Even though these were some earlier characteristics, suits these days can be seen to have mixed influence from all of them and the differences between them have blurred. While Italian style is preferred for its stylish youthful look, the British style is preferred by those who are traditional or mature but want something sharp to match the stature.
SINGLE BREASTED VS DOUBLE BREASTED SUIT
Depending on the number of buttons and the front overlap, a suit can be single or double-breasted.
A single-breasted jacket has a single row of buttons that can range from one to three and have a slight front overlap. They can be structured or have a sleek fit depending on the style. This is a versatile style that is used both for formal and casual suits.

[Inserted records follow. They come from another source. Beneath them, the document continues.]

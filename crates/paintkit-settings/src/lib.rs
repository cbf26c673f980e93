//! PaintKit Settings Crate
//!
//! Handles the paint configuration: defaults, validation and JSON/TOML
//! persistence.

pub mod config;
pub mod error;

pub use config::{
    CanvasSettings, EraseMode, PaintConfig, RasterSettings, RemoteSettings, ToolSettings,
    ToolSwitchPolicy, CONFIG_FILE_NAME, MAX_CANVAS_EDGE,
};
pub use error::{ConfigError, ConfigResult, SettingsError, SettingsResult};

A double-breasted suit is always worn in a formal setting and has a sophisticated old-school gentleman charm to it, and perhaps because of this manly feature associated with it, few people can pull this off. They have two rows of button, usually six or eight, and have a sufficient front overlap. They also have a tendency to bring attention to the mid-section of the body, so avoid wearing them if you are not confident about that area. Keeping in mind the formality level, this suit is always buttoned. While double-breasted style is common for winter coats, it is much less popular for suits.
Finally, do not forget to accessorize the outfit. No matter what the occasion, business or casual, you can always find something from this list to complement your suit.
SLIM FIT VS REGULAR FIT VS MODERN FIT SUIT
A regular fit is the straight cut with plenty of room inside the jacket. Though it is supposed to have a loose fitting, that by no means baggy. It is still cut according to your size. The pants, too come in a straight cut and sit comfortably on the waistline.
A slim fit jacket is what style is associated with (think Italian suit) and this style sits very close to the body shape, trimming away the extra fabric. This style also accentuates the v-shape of the upper body nicely and looks good on lean body types. The pants also fits the leg nicely and are not lose. Do not make them very fitted however, as that can make the upper and lower body look disproportionate.
As always, there is a compromise and a modern fit suit is just that. It is not as well-fitted as a slim fit suit but provides a better and tighter look than the regular fit suit.
Other than these, there are some general rules of wearing a suit that are good to know.
- For two button suit, button the top button and unbutton when seating. Never close the bottom button of the jacket.
- For a three button suit, keep the middle button always fastened no matter standing or sitting, bottom button open and top as per choice.
- For one button suit, keep it fastened and unbutton while seating.
- Always button up the top button of the shirt when wearing a tie.
- Slimmer guys should choose to get their jackets made with broad lapels to broaden their shoulders.
- Slimmer guys should keep a single vent to keep the slim look while larger guys should go for two vents for easy movement.
Do check out the Details Of A Suit Jacket too, and next time someone asks you what suit you are wearing, then instead of just saying the brand (which tells nothing about the suit type) tell them ‘exactly’ what suit you are wearing. If the person is a menswear aficionado, he’ll appreciate your knowledge, and if he’s not then then he’ll still appreciate your thought-after decision.